Georgia: President Moves to Limit Surveillance, Parliament Acquiesces

Published: 31 October 2014


The Georgian Dream – Democratic Georgia parliament majority has said it won't try to overturn a first-ever presidential veto on the issue of government electronic surveillance of citizens, as reported by the portal.

Earlier on Oct. 31, President Giorgi Margvelashvili vetoed a bill that would have stalled tough new controls on government surveillance that were passed this summer.

The summer vote had delayed the new controls until Feb. 28, 2015. Margvelashvili's veto means government officials must institute the new controls by Dec.  1.

Public opposition to what is believed to be widespread government surveillance of citizens has been intense.

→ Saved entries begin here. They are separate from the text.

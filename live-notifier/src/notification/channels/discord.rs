//! Discord webhook delivery.
//!
//! Each notification becomes a single embed. A `429` is waited out using the
//! delay Discord reports, a bounded number of times and never longer than
//! [`MAX_RATE_LIMIT_WAIT`](super::MAX_RATE_LIMIT_WAIT).

use std::time::Duration;

use async_trait::async_trait;
use reqwest::{Client, StatusCode};
use serde::Serialize;
use tracing::{debug, warn};

use super::{NotificationChannel, rate_limit_wait};
use crate::notification::events::Notification;
use crate::utils::http_client::build_client;
use crate::{Error, Result};

const RATE_LIMIT_ATTEMPTS: u32 = 3;

/// Twitch purple.
const EMBED_COLOR: u32 = 0x9146ff;

const DESCRIPTION_LIMIT: usize = 4096;

#[derive(Debug, Clone, PartialEq)]
pub struct DiscordConfig {
    pub enabled: bool,
    /// Full webhook URL, including the token.
    pub webhook_url: String,
    /// Overrides the webhook's display name.
    pub username: Option<String>,
    pub avatar_url: Option<String>,
    pub timeout_secs: u64,
}

fn default_timeout() -> u64 {
    30
}

impl Default for DiscordConfig {
    fn default() -> Self {
        Self {
            enabled: false,
            webhook_url: String::new(),
            username: Some("live-notifier".to_string()),
            avatar_url: None,
            timeout_secs: default_timeout(),
        }
    }
}

#[derive(Debug, Serialize)]
struct WebhookMessage<'a> {
    #[serde(skip_serializing_if = "Option::is_none")]
    username: Option<&'a str>,
    #[serde(skip_serializing_if = "Option::is_none")]
    avatar_url: Option<&'a str>,
    embeds: [Embed<'a>; 1],
}

#[derive(Debug, Serialize)]
struct Embed<'a> {
    title: &'a str,
    description: String,
    color: u32,
    timestamp: String,
}

pub struct DiscordChannel {
    config: DiscordConfig,
    client: Client,
}

impl DiscordChannel {
    pub fn new(config: DiscordConfig) -> Self {
        let client = build_client(Duration::from_secs(config.timeout_secs));
        Self { config, client }
    }

    fn message<'a>(&'a self, notification: &'a Notification) -> WebhookMessage<'a> {
        WebhookMessage {
            username: self.config.username.as_deref(),
            avatar_url: self.config.avatar_url.as_deref(),
            embeds: [Embed {
                title: &notification.title,
                description: notification.body.chars().take(DESCRIPTION_LIMIT).collect(),
                color: EMBED_COLOR,
                timestamp: notification.timestamp.to_rfc3339(),
            }],
        }
    }

    async fn post(&self, message: &WebhookMessage<'_>) -> Result<()> {
        for attempt in 1..=RATE_LIMIT_ATTEMPTS {
            let response = self
                .client
                .post(&self.config.webhook_url)
                .json(message)
                .send()
                .await
                .map_err(|e| Error::notification(format!("Discord request failed: {}", e.without_url())))?;

            let status = response.status();
            if status.is_success() {
                return Ok(());
            }

            if status != StatusCode::TOO_MANY_REQUESTS {
                let body = response.text().await.unwrap_or_default();
                return Err(Error::notification(format!(
                    "Discord rejected webhook with {}: {}",
                    status, body
                )));
            }

            let wait = rate_limit_wait(
                "Discord",
                parse_retry_after(response.headers()).unwrap_or(Duration::from_secs(1)),
            )?;
            if attempt == RATE_LIMIT_ATTEMPTS {
                warn!(?wait, attempts = attempt, "Discord still rate limiting, giving up");
                break;
            }
            debug!(?wait, attempt, "Discord rate limited");
            tokio::time::sleep(wait).await;
        }

        Err(Error::notification("Discord rate limit not lifted"))
    }
}

/// Delay before retrying a rate-limited request, in fractional seconds.
fn parse_retry_after(headers: &reqwest::header::HeaderMap) -> Option<Duration> {
    ["Retry-After", "X-RateLimit-Reset-After"]
        .iter()
        .filter_map(|name| headers.get(*name))
        .filter_map(|value| value.to_str().ok()?.parse::<f64>().ok())
        .find_map(|secs| Duration::try_from_secs_f64(secs).ok())
}

#[async_trait]
impl NotificationChannel for DiscordChannel {
    fn channel_type(&self) -> &'static str {
        "discord"
    }

    fn is_enabled(&self) -> bool {
        self.config.enabled && !self.config.webhook_url.is_empty()
    }

    async fn send(&self, notification: &Notification) -> Result<()> {
        if !self.is_enabled() {
            return Ok(());
        }

        self.post(&self.message(notification)).await?;
        debug!(title = %notification.title, "Delivered to Discord");
        Ok(())
    }
}
//! Plain JSON webhook: `{"title", "body", "timestamp"}` sent to any URL.

use std::time::Duration;

use async_trait::async_trait;
use chrono::{DateTime, Utc};
use reqwest::header::HeaderMap;
use reqwest::{Client, Method, RequestBuilder};
use serde::Serialize;
use tracing::debug;

use super::NotificationChannel;
use crate::notification::events::Notification;
use crate::utils::http_client::build_client;
use crate::{Error, Result};

#[derive(Debug, Clone, PartialEq)]
pub struct WebhookConfig {
    pub enabled: bool,
    pub url: String,
    /// `POST` unless the target asked for `PUT`.
    pub method: Method,
    /// Extra request headers, sent with every delivery.
    pub headers: HeaderMap,
    pub timeout_secs: u64,
}

impl Default for WebhookConfig {
    fn default() -> Self {
        Self {
            enabled: false,
            url: String::new(),
            method: Method::POST,
            headers: HeaderMap::new(),
            timeout_secs: 30,
        }
    }
}

#[derive(Debug, Serialize)]
struct Payload<'a> {
    title: &'a str,
    body: &'a str,
    timestamp: DateTime<Utc>,
}

impl<'a> From<&'a Notification> for Payload<'a> {
    fn from(notification: &'a Notification) -> Self {
        Self {
            title: &notification.title,
            body: &notification.body,
            timestamp: notification.timestamp,
        }
    }
}

pub struct WebhookChannel {
    config: WebhookConfig,
    client: Client,
}

impl WebhookChannel {
    pub fn new(config: WebhookConfig) -> Self {
        let client = build_client(Duration::from_secs(config.timeout_secs));
        Self { config, client }
    }

    fn request(&self, notification: &Notification) -> RequestBuilder {
        self.client
            .request(self.config.method.clone(), &self.config.url)
            .headers(self.config.headers.clone())
            .json(&Payload::from(notification))
    }
}

#[async_trait]
impl NotificationChannel for WebhookChannel {
    fn channel_type(&self) -> &'static str {
        "webhook"
    }

    fn is_enabled(&self) -> bool {
        self.config.enabled && !self.config.url.is_empty()
    }

    async fn send(&self, notification: &Notification) -> Result<()> {
        if !self.is_enabled() {
            return Ok(());
        }

        let response = self
            .request(notification)
            .send()
            .await
            .map_err(|e| Error::notification(format!("Webhook request failed: {}", e.without_url())))?;

        let status = response.status();
        if !status.is_success() {
            let body = response.text().await.unwrap_or_default();
            return Err(Error::notification(format!(
                "Webhook endpoint answered {}: {}",
                status, body
            )));
        }

        debug!(title = %notification.title, "Delivered to webhook");
        Ok(())
    }
}

#[cfg(test)]
mod tests {
    use reqwest::header::HeaderValue;
    use serde_json::Value;

    use super::*;

    #[test]
    fn test_payload_shape() {
        let notification =
            Notification::new("⚫ bob has gone offline.", "bob is no longer streaming.");

        let value: Value = serde_json::to_value(Payload::from(&notification)).unwrap();

        assert_eq!(value["title"], "⚫ bob has gone offline.");
        assert_eq!(value["body"], "bob is no longer streaming.");
        assert!(value["timestamp"].is_string());
        assert_eq!(value.as_object().unwrap().len(), 3);
    }

    #[test]
    fn test_request_uses_method_and_headers() {
        let mut headers = HeaderMap::new();
        headers.insert("authorization", HeaderValue::from_static("Bearer abc"));
        let channel = WebhookChannel::new(WebhookConfig {
            enabled: true,
            url: "http://localhost:8080/hook".to_string(),
            method: Method::PUT,
            headers,
            ..Default::default()
        });

        let request = channel
            .request(&Notification::new("title", "body"))
            .build()
            .unwrap();

        assert_eq!(request.method(), &Method::PUT);
        assert_eq!(request.url().as_str(), "http://localhost:8080/hook");
        assert_eq!(request.headers()["authorization"], "Bearer abc");
        assert_eq!(request.headers()["content-type"], "application/json");
    }

    #[test]
    fn test_default_request_is_post() {
        let channel = WebhookChannel::new(WebhookConfig {
            enabled: true,
            url: "http://localhost:8080/hook".to_string(),
            ..Default::default()
        });

        let request = channel
            .request(&Notification::new("title", "body"))
            .build()
            .unwrap();

        assert_eq!(request.method(), &Method::POST);
        assert!(request.headers().get("authorization").is_none());
    }

    #[test]
    fn test_enabled_needs_url() {
        assert!(!WebhookChannel::new(WebhookConfig::default()).is_enabled());
        let channel = WebhookChannel::new(WebhookConfig {
            enabled: true,
            url: "http://localhost:8080/hook".to_string(),
            ..Default::default()
        });
        assert!(channel.is_enabled());
    }
}
pub mod http_client;
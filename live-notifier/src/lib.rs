//! live-notifier library crate.
//!
//! Polls a streaming platform on a fixed interval, tracks which monitored
//! channels are live, and fans notifications out to the configured targets
//! whenever a channel goes live (or, optionally, offline).

pub mod config;
pub mod error;
pub mod logging;
pub mod monitor;
pub mod notification;
pub mod panic_hook;
pub mod utils;

pub use error::{Error, Result};
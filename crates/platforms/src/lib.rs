//! Live-status lookups against streaming platform APIs.
//!
//! The [`PlatformClient`] trait is the only surface the monitor depends on:
//! resolve channel names to stable ids, then fetch the live subset of those
//! ids in batches. [`twitch::TwitchClient`] implements it over the Helix API.

pub mod client;
pub mod error;
pub mod http;
pub mod stream;
pub mod twitch;

#[cfg(any(test, feature = "mock"))]
pub use client::MockPlatformClient;
pub use client::PlatformClient;
pub use error::PlatformError;
pub use stream::LiveStream;
pub use twitch::{TwitchClient, TwitchCredentials};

As the Interpress portal reports, Margvelashvili described the current survaillance program as disgusting and unacceptable.

Under the new rules, the Ministry of Interior must meet higher standards in seeking court approval for its surveillance program, which has been under fire by civil society and human rights organizations. The new rules also strengthen the authority of the personal data ombudsman.

A major issue remains unresolved, however, In the past, OCCRP has reported on the ministry's unrestricted access to servers via so-called «black boxes» installed at internet service providers through which it monitors communication of citizens without public oversight. The new rules do not address this issue.

Davit Saganelidze, leader of the parliamentary majority group, said that the parliament majority supports the president’s objections.